# help with D48.5 excison code HELP



## LBernat7 (May 10, 2016)

A biopsy was done and the path stated D48.5 description was Clark's Nevus Junctional, with unusual Features Associated Melanoma in Situ cannot be excluded-lesion should be removed completely because early melanoma in situ in association with a nevus cannot be excluded. The lesion extends to lateral margins.

Dr treats this same as malignant excision would be done wants to code 11602 Opinions help any info be great.


----------



## CatchTheWind (May 11, 2016)

Yes, you can use the malignant excision code.  
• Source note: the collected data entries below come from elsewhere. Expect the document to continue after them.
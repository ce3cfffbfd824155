//! Dark dashboard theme and tree palette

use crate::core::{Hsl, LinkStyle, Status};
use egui::{Color32, Stroke};

pub mod colors {
    use super::Color32;

    // === Backgrounds ===
    pub const BG_PRIMARY: Color32 = Color32::from_rgb(10, 10, 12);
    pub const BG_ELEVATED: Color32 = Color32::from_rgb(22, 22, 26);
    pub const BG_HOVER: Color32 = Color32::from_rgb(34, 34, 40);
    /// Floating panels (tooltip, details, legend)
    pub const PANEL_FILL: Color32 = Color32::from_rgba_premultiplied(20, 20, 24, 220);

    // === Text ===
    pub const TEXT_PRIMARY: Color32 = Color32::from_rgb(235, 235, 235);
    pub const TEXT_SECONDARY: Color32 = Color32::from_rgb(160, 160, 160);
    pub const TEXT_MUTED: Color32 = Color32::from_rgb(90, 90, 90);
    /// Slot labels drawn on top of the support fill
    pub const TEXT_ON_NODE: Color32 = Color32::from_rgb(15, 15, 15);

    pub const BORDER: Color32 = Color32::from_rgb(48, 48, 56);

    // === Tree ===
    pub const LINK_DEFAULT: Color32 = Color32::from_rgb(110, 110, 120);
    pub const LINK_CANONICAL: Color32 = Color32::from_rgb(80, 160, 230);
    pub const NODE_STROKE: Color32 = Color32::from_rgb(30, 30, 30);
    pub const NODE_ROOT_STROKE: Color32 = Color32::from_rgb(245, 245, 245);
    pub const NODE_PINNED: Color32 = Color32::from_rgb(250, 200, 60);

    // === Status ===
    pub const OK: Color32 = Color32::from_rgb(100, 200, 100);
    pub const PENDING: Color32 = Color32::from_rgb(200, 200, 100);
    pub const ERROR: Color32 = Color32::from_rgb(200, 100, 100);
}

pub fn hsl_color(hsl: Hsl) -> Color32 {
    let [r, g, b] = hsl.to_rgb();
    Color32::from_rgb(r, g, b)
}

pub fn link_stroke(style: LinkStyle, scale: f32) -> Stroke {
    match style {
        LinkStyle::Default => Stroke::new(1.5 * scale, colors::LINK_DEFAULT),
        LinkStyle::Canonical => Stroke::new(3.0 * scale, colors::LINK_CANONICAL),
    }
}

/// Glyph outline: finalized blocks get a heavier border, the root a light one
pub fn node_stroke(status: Status, root: bool, scale: f32) -> Stroke {
    let color = if root {
        colors::NODE_ROOT_STROKE
    } else {
        colors::NODE_STROKE
    };
    let width = match status {
        Status::Final => 2.5,
        Status::Justified => 1.75,
        Status::Pending => 1.0,
    };
    Stroke::new(width * scale, color)
}

/// Dark egui visuals with flat panels
pub fn dashboard_visuals() -> egui::Visuals {
    use colors::*;

    let mut visuals = egui::Visuals::dark();

    visuals.panel_fill = BG_PRIMARY;
    visuals.window_fill = BG_ELEVATED;
    visuals.extreme_bg_color = BG_PRIMARY;
    visuals.faint_bg_color = BG_ELEVATED;
    visuals.override_text_color = Some(TEXT_PRIMARY);

    visuals.widgets.noninteractive.bg_fill = BG_PRIMARY;
    visuals.widgets.noninteractive.fg_stroke = Stroke::new(1.0, TEXT_SECONDARY);
    visuals.widgets.noninteractive.bg_stroke = Stroke::new(1.0, BORDER);

    visuals.widgets.inactive.bg_fill = BG_ELEVATED;
    visuals.widgets.inactive.weak_bg_fill = BG_ELEVATED;
    visuals.widgets.inactive.fg_stroke = Stroke::new(1.0, TEXT_SECONDARY);
    visuals.widgets.inactive.bg_stroke = Stroke::new(1.0, BORDER);

    visuals.widgets.hovered.bg_fill = BG_HOVER;
    visuals.widgets.hovered.weak_bg_fill = BG_HOVER;
    visuals.widgets.hovered.fg_stroke = Stroke::new(1.0, TEXT_PRIMARY);
    visuals.widgets.hovered.bg_stroke = Stroke::new(1.0, TEXT_MUTED);

    visuals.widgets.active.bg_fill = BG_HOVER;
    visuals.widgets.active.weak_bg_fill = BG_HOVER;
    visuals.widgets.active.fg_stroke = Stroke::new(1.0, TEXT_PRIMARY);
    visuals.widgets.active.bg_stroke = Stroke::new(1.0, TEXT_SECONDARY);

    visuals.selection.bg_fill = Color32::from_rgb(40, 70, 100);
    visuals.selection.stroke = Stroke::new(1.0, TEXT_PRIMARY);

    visuals.window_shadow = egui::Shadow::NONE;
    visuals.popup_shadow = egui::Shadow::NONE;

    visuals
}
Per the AMA's "CPT Assistant," August 2000, pages 5-6:  "When the morphology of a lesion is ambiguous, choosing the correct CPT procedure code relates to the manner in which the lesion was approached rather than the final pathological diagnosis, since the CPT code should reflect the knowledge, skill, time, and effort that the physician invested in the excision of the lesion.  Therefore, an ambiguous but low suspicion lesion might be excised with minimal surrounding grossly normal skin/soft tissue margins, as for a benign lesion (codes 11400-11446), whereas an ambiguous but moderate-to-high suspicion lesion would be excised with moderate to wide surrounding grossly normal skin/soft tissue margins, as for a malignant lesion (codes 11600-11646). Thus, the CPT code that best describes the procedure as performed should be chosen."


----------



## Susan (May 12, 2016)

CatchTheWind said:


> Yes, you can use the malignant excision code.
> 
> Per the AMA's "CPT Assistant," August 2000, pages 5-6:  "When the morphology of a lesion is ambiguous, choosing the correct CPT procedure code relates to the manner in which the lesion was approached rather than the final pathological diagnosis, since the CPT code should reflect the knowledge, skill, time, and effort that the physician invested in the excision of the lesion.  Therefore, an ambiguous but low suspicion lesion might be excised with minimal surrounding grossly normal skin/soft tissue margins, as for a benign lesion (codes 11400-11446), whereas an ambiguous but moderate-to-high suspicion lesion would be excised with moderate to wide surrounding grossly normal skin/soft tissue margins, as for a malignant lesion (codes 11600-11646). Thus, the CPT code that best describes the procedure as performed should be chosen."



I would love to know if you have submitted a claim using any of the 116xx codes with a dx of D48.5 and gotten paid.  In this situation I would wait for the pathology report to support malignancy prior to submission to the carrier.


----------



## CatchTheWind (May 16, 2016)

Yes, we have gotten paid.  

It is not necessary to get a pathology report confirming malignancy.  On the contrary, CPT Assistant states "choosing the correct CPT procedure code relates to the manner in which the lesion was approached rather than the final pathological diagnosis." 

Some payers may have different rules, and you should check with your payer to be certain.  Our Florida MAC says: "The medical record... should indicate the removal of a... moderate to high suspicion lesion with a corresponding pathology report."  In other words, you do have to submit a pathology report, but it only has to show "moderate to high suspicion" (ie: D48.5), not definitive malignancy.


----------